◆ **TASK PROMPT**
From the material beneath, pull every line with the word "name".

◆ **ENTRIES PROVIDED**
use crate::command::Command;
use crate::{CommandResult, SubsystemRef};

/// Runs a list of commands one after another within a single admission.
///
/// The group requires the union of its children's requirements, so it holds
/// every subsystem any child will touch for its whole duration. Children that
/// finish instantly are skipped through within one tick, like the scheduler
/// would never see them. Interrupting the group interrupts whichever child is
/// active.
pub struct SequentialCommand {
    name: String,
    sequence: Vec<Box<dyn Command>>,
    requirements: Vec<SubsystemRef>,
    position: usize,
    child_initialized: bool,
}

impl SequentialCommand {
    pub fn new(sequence: Vec<Box<dyn Command>>) -> Self {
        let mut requirements: Vec<SubsystemRef> = Vec::new();
        for child in &sequence {
            for requirement in child.get_requirements() {
                if !requirements.contains(requirement) {
                    requirements.push(requirement.clone());
                }
            }
        }
        Self {
            name: String::from("SequentialCommand"),
            sequence,
            requirements,
            position: 0,
            child_initialized: false,
        }
    }

    pub fn with_name(mut self, name: impl Into<String>) -> Self {
        self.name = name.into();
        self
    }

    /// Append a command to the sequence.
    pub fn then(mut self, command: impl Command + 'static) -> Self {
        for requirement in command.get_requirements() {
            if !self.requirements.contains(requirement) {
                self.requirements.push(requirement.clone());
            }
        }
        self.sequence.push(Box::new(command));
        self
    }

    pub fn len(&self) -> usize {
        self.sequence.len()
    }

    pub fn is_empty(&self) -> bool {
        self.sequence.is_empty()
    }

    /// Index of the child currently running (or about to run).
    pub fn current_position(&self) -> usize {
        self.position
    }
}

impl Default for SequentialCommand {
    fn default() -> Self {
        Self::new(Vec::new())
    }
}

impl Command for SequentialCommand {
    fn name(&self) -> &str {
        &self.name
    }

    fn get_requirements(&self) -> &[SubsystemRef] {
        &self.requirements
    }

    fn initialize(&mut self) -> CommandResult {
        self.position = 0;
        self.child_initialized = false;
        Ok(())
    }

    fn step(&mut self) -> CommandResult<bool> {
        loop {
            let Some(child) = self.sequence.get_mut(self.position) else {
                return Ok(true);
            };
            if !self.child_initialized {
                child.initialize()?;
                self.child_initialized = true;
            }
            if !child.step()? {
                return Ok(false);
            }
            self.child_initialized = false;
            child.end(false)?;
            self.position += 1;
        }
    }

    fn end(&mut self, interrupted: bool) -> CommandResult {
        if interrupted && self.child_initialized {
            self.child_initialized = false;
            if let Some(child) = self.sequence.get_mut(self.position) {
                child.end(true)?;
            }
        }
        Ok(())
    }
}

/// Builds a [`SequentialCommand`] from a list of command expressions.
#[macro_export]
macro_rules! sequence {
    ($($command:expr),* $(,)?) => {
        $crate::command::group::SequentialCommand::new(vec![$(Box::new($command) as Box<dyn $crate::command::Command>),*])
    };
}

#[cfg(test)]
mod tests {
    use core::cell::Cell;
    use std::rc::Rc;

    use super::*;
    use crate::command::FunctionalCommand;
    use crate::subsystem::Subsystem;
    use crate::{Scheduler, SubsystemRef};

    #[derive(Debug)]
    struct Drive;

    impl Subsystem for Drive {
        fn name(&self) -> &str {
            "drive"
        }
    }

    fn counted_instant(log: &Rc<Cell<u32>>) -> FunctionalCommand {
        let log = log.clone();
        FunctionalCommand::instant(
            move || {
                log.set(log.get() + 1);
                Ok(())
            },
            vec![],
        )
    }

    #[test]
    fn instant_children_collapse_into_one_tick() {
        let count = Rc::new(Cell::new(0u32));
        let mut group = sequence![counted_instant(&count), counted_instant(&count)];

        group.initialize().unwrap();
        assert!(group.step().unwrap());
        assert_eq!(count.get(), 2);
    }

    #[test]
    fn multi_tick_child_pauses_the_sequence() {
        let after = Rc::new(Cell::new(0u32));
        let steps_left = Rc::new(Cell::new(2u32));
        let mut group = SequentialCommand::default()
            .then({
                let steps_left = steps_left.clone();
                FunctionalCommand::new(
                    || Ok(()),
                    move || {
                        steps_left.set(steps_left.get() - 1);
                        Ok(steps_left.get() == 0)
                    },
                    |_| Ok(()),
                    vec![],
                )
            })
            .then(counted_instant(&after));

        group.initialize().unwrap();
        assert!(!group.step().unwrap());
        assert_eq!(after.get(), 0);
        assert!(group.step().unwrap());
        assert_eq!(after.get(), 1);
    }

    #[test]
    fn group_requires_union_of_children() {
        let mut scheduler = Scheduler::new();
        let drive = SubsystemRef::from(scheduler.register(Drive));

        let group = SequentialCommand::default().then(FunctionalCommand::new(
            || Ok(()),
            || Ok(false),
            |_| Ok(()),
            vec![drive.clone()],
        ));
        assert_eq!(group.get_requirements().to_vec(), vec![drive.clone()]);

        let group_ref = crate::CommandRef::from(group);
        scheduler.submit(group_ref.clone()).unwrap();
        assert_eq!(scheduler.owner_of(&drive), Some(group_ref));
    }

    #[test]
    fn interruption_ends_active_child() {
        let ended_interrupted = Rc::new(Cell::new(false));
        let mut group = SequentialCommand::default().then({
            let ended = ended_interrupted.clone();
            FunctionalCommand::new(
                || Ok(()),
                || Ok(false),
                move |interrupted| {
                    ended.set(interrupted);
                    Ok(())
                },
                vec![],
            )
        });

        group.initialize().unwrap();
        assert!(!group.step().unwrap());
        group.end(true).unwrap();
        assert!(ended_interrupted.get());
    }

    #[test]
    fn empty_sequence_finishes_immediately() {
        let mut group = SequentialCommand::default();
        group.initialize().unwrap();
        assert!(group.step().unwrap());
    }
}
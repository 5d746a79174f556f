use core::cell::RefCell;
use std::rc::Rc;
use std::thread;
use std::time::{Duration, Instant};

use tracing::{error, warn};

use crate::event::EventLoop;
use crate::{BoxError, CommandResult, Scheduler, SchedulerError};

/// Period of the fixed control loop driven by [`start_robot`].
pub const ITERATION_PERIOD: Duration = Duration::from_millis(20);

/// What the robot is currently allowed to do, as told by the field or the
/// operator station.
#[derive(Debug, Clone, Copy, PartialEq, Eq, Default)]
pub enum RobotMode {
    /// Nothing may move. The scheduler is not ticked and running commands
    /// are cancelled on entry.
    #[default]
    Disabled,
    Autonomous,
    Teleop,
}

/// Aggregates the scheduler (and through it the subsystem set) with the
/// input trigger loop, behind a single periodic entry point.
///
/// Constructed explicitly at startup and torn down with
/// [`shutdown`](RobotContext::shutdown); there is no global instance.
pub struct RobotContext {
    scheduler: Scheduler,
    triggers: Rc<RefCell<EventLoop>>,
}

impl RobotContext {
    pub fn new() -> Self {
        Self {
            scheduler: Scheduler::new(),
            triggers: Rc::default(),
        }
    }

    pub fn scheduler(&self) -> &Scheduler {
        &self.scheduler
    }

    pub fn scheduler_mut(&mut self) -> &mut Scheduler {
        &mut self.scheduler
    }

    /// Handle to the trigger loop, for building
    /// [`Trigger`](crate::command::trigger::Trigger) bindings.
    pub fn triggers(&self) -> Rc<RefCell<EventLoop>> {
        self.triggers.clone()
    }

    /// Poll input triggers. Called by the driver loop before
    /// [`periodic`](RobotContext::periodic), not from inside it.
    pub fn poll_triggers(&mut self) {
        let triggers = self.triggers.clone();
        triggers.borrow_mut().poll(&mut self.scheduler);
    }

    /// One control-loop tick: exactly one scheduler run.
    pub fn periodic(&mut self) -> Result<(), SchedulerError> {
        self.scheduler.run()
    }

    /// Cancel every running command and drop all trigger bindings.
    pub fn shutdown(&mut self) -> Result<(), SchedulerError> {
        self.triggers.borrow_mut().clear();
        self.scheduler.cancel_all()
    }
}

impl Default for RobotContext {
    fn default() -> Self {
        Self::new()
    }
}

/// A robot program driven by [`start_robot`]. Only
/// [`context`](ScheduledRobot::context) is mandatory; the mode hooks default
/// to doing nothing.
pub trait ScheduledRobot {
    fn context(&mut self) -> &mut RobotContext;

    /// Current mode, polled once per iteration. Typically read from a field
    /// management system or competition switch.
    fn mode(&self) -> RobotMode {
        RobotMode::Teleop
    }

    /// Return false to leave the control loop and shut the context down.
    fn should_run(&self) -> bool {
        true
    }

    /// Called every iteration regardless of mode, after the scheduler tick.
    fn periodic(&mut self) -> CommandResult {
        Ok(())
    }

    fn disabled_init(&mut self) -> CommandResult {
        Ok(())
    }
    fn disabled_periodic(&mut self) -> CommandResult {
        Ok(())
    }
    fn autonomous_init(&mut self) -> CommandResult {
        Ok(())
    }
    fn autonomous_periodic(&mut self) -> CommandResult {
        Ok(())
    }
    fn teleop_init(&mut self) -> CommandResult {
        Ok(())
    }
    fn teleop_periodic(&mut self) -> CommandResult {
        Ok(())
    }
}

/// Fixed-period pacing for the control loop. Sleeps until the next deadline
/// rather than a flat amount, so tick work does not stretch the period.
pub struct Interval {
    deadline: Instant,
}

impl Interval {
    pub fn start() -> Self {
        Self {
            deadline: Instant::now(),
        }
    }

    pub fn delay(&mut self, period: Duration) {
        self.deadline += period;
        let now = Instant::now();
        if self.deadline > now {
            thread::sleep(self.deadline - now);
        } else {
            // Fell behind; rebase instead of sprinting to catch up.
            self.deadline = now;
        }
    }
}

/// Drive a robot program at [`ITERATION_PERIOD`] until
/// [`should_run`](ScheduledRobot::should_run) returns false.
///
/// Recoverable scheduler errors (admission conflicts surfaced through
/// defaults, command step faults) are logged and the loop continues; a
/// [`SchedulerError::FatalInvariantViolation`] stops the loop. Entering
/// [`RobotMode::Disabled`] cancels every running command.
pub fn start_robot(mut robot: impl ScheduledRobot) -> Result<(), BoxError> {
    let mut previous_mode = None;
    let mut interval = Interval::start();

    while robot.should_run() {
        let current_mode = robot.mode();
        if previous_mode != Some(current_mode) {
            match current_mode {
                RobotMode::Disabled => {
                    if let Err(e) = robot.context().scheduler_mut().cancel_all() {
                        if e.is_fatal() {
                            return Err(e.into());
                        }
                        warn!(error = %e, "command faulted while disabling");
                    }
                    robot.disabled_init()?;
                }
                RobotMode::Autonomous => robot.autonomous_init()?,
                RobotMode::Teleop => robot.teleop_init()?,
            }
        }
        previous_mode = Some(current_mode);

        match current_mode {
            RobotMode::Disabled => robot.disabled_periodic()?,
            RobotMode::Autonomous | RobotMode::Teleop => {
                robot.context().poll_triggers();
                match robot.context().periodic() {
                    Ok(()) => {}
                    Err(e) if e.is_fatal() => {
                        error!(error = %e, "scheduler halted");
                        return Err(e.into());
                    }
                    Err(e) => warn!(error = %e, "recoverable scheduler error"),
                }
                match current_mode {
                    RobotMode::Autonomous => robot.autonomous_periodic()?,
                    _ => robot.teleop_periodic()?,
                }
            }
        }
        robot.periodic()?;

        interval.delay(ITERATION_PERIOD);
    }

    robot.context().shutdown()?;
    Ok(())
}

#[cfg(test)]
mod tests {
    use core::cell::Cell;

    use super::*;
    use crate::command::FunctionalCommand;
    use crate::subsystem::Subsystem;
    use crate::{CommandRef, SubsystemRef};

    #[derive(Debug)]
    struct Drive;

    impl Subsystem for Drive {
        fn name(&self) -> &str {
            "drive"
        }
    }

    #[test]
    fn periodic_ticks_running_commands() {
        let mut context = RobotContext::new();
        let drive = SubsystemRef::from(context.scheduler_mut().register(Drive));

        let steps = Rc::new(Cell::new(0u32));
        let command = CommandRef::from(FunctionalCommand::new(
            || Ok(()),
            {
                let steps = steps.clone();
                move || {
                    steps.set(steps.get() + 1);
                    Ok(false)
                }
            },
            |_| Ok(()),
            vec![drive],
        ));
        context.scheduler_mut().submit(command).unwrap();

        context.periodic().unwrap();
        context.periodic().unwrap();
        assert_eq!(steps.get(), 2);
    }

    #[test]
    fn shutdown_interrupts_and_clears_triggers() {
        let mut context = RobotContext::new();
        let ended_interrupted = Rc::new(Cell::new(false));
        let command = CommandRef::from(FunctionalCommand::new(
            || Ok(()),
            || Ok(false),
            {
                let ended = ended_interrupted.clone();
                move |interrupted| {
                    ended.set(interrupted);
                    Ok(())
                }
            },
            vec![],
        ));
        context.scheduler_mut().submit(command.clone()).unwrap();
        context.triggers().borrow_mut().bind(|_| {});

        context.shutdown().unwrap();
        assert!(ended_interrupted.get());
        assert!(!context.scheduler().is_running(&command));
    }

    struct LoopRobot {
        context: RobotContext,
        iterations: Cell<u32>,
        limit: u32,
        disable_after: Option<u32>,
        teleop_inits: Rc<Cell<u32>>,
    }

    impl LoopRobot {
        fn new(limit: u32) -> Self {
            Self {
                context: RobotContext::new(),
                iterations: Cell::new(0),
                limit,
                disable_after: None,
                teleop_inits: Rc::default(),
            }
        }
    }

    impl ScheduledRobot for LoopRobot {
        fn context(&mut self) -> &mut RobotContext {
            &mut self.context
        }

        fn mode(&self) -> RobotMode {
            match self.disable_after {
                Some(n) if self.iterations.get() >= n => RobotMode::Disabled,
                _ => RobotMode::Teleop,
            }
        }

        fn should_run(&self) -> bool {
            self.iterations.get() < self.limit
        }

        fn periodic(&mut self) -> CommandResult {
            self.iterations.set(self.iterations.get() + 1);
            Ok(())
        }

        fn teleop_init(&mut self) -> CommandResult {
            self.teleop_inits.set(self.teleop_inits.get() + 1);
            Ok(())
        }
    }

    #[test]
    fn start_robot_runs_fixed_number_of_iterations() {
        let steps = Rc::new(Cell::new(0u32));
        let mut robot = LoopRobot::new(3);
        let command = CommandRef::from(FunctionalCommand::new(
            || Ok(()),
            {
                let steps = steps.clone();
                move || {
                    steps.set(steps.get() + 1);
                    Ok(false)
                }
            },
            |_| Ok(()),
            vec![],
        ));
        robot.context().scheduler_mut().submit(command).unwrap();

        start_robot(robot).unwrap();
        assert_eq!(steps.get(), 3);
    }

    #[test]
    fn teleop_init_fires_once_across_iterations() {
        let mut robot = LoopRobot::new(4);
        let inits = robot.teleop_inits.clone();
        robot.disable_after = None;
        start_robot(robot).unwrap();
        assert_eq!(inits.get(), 1);
    }

    #[test]
    fn entering_disabled_cancels_commands() {
        let ended_interrupted = Rc::new(Cell::new(false));
        let mut robot = LoopRobot::new(4);
        robot.disable_after = Some(2);
        let command = CommandRef::from(FunctionalCommand::new(
            || Ok(()),
            || Ok(false),
            {
                let ended = ended_interrupted.clone();
                move |interrupted| {
                    ended.set(interrupted);
                    Ok(())
                }
            },
            vec![],
        ));
        robot.context().scheduler_mut().submit(command).unwrap();

        start_robot(robot).unwrap();
        assert!(ended_interrupted.get());
    }
}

◆ **TASK SOLUTION**
    name: String,
            name: String::from("SequentialCommand"),
    pub fn with_name(mut self, name: impl Into<String>) -> Self {
        self.name = name.into();
    fn name(&self) -> &str {
        &self.name
        fn name(&self) -> &str {
        fn name(&self) -> &str {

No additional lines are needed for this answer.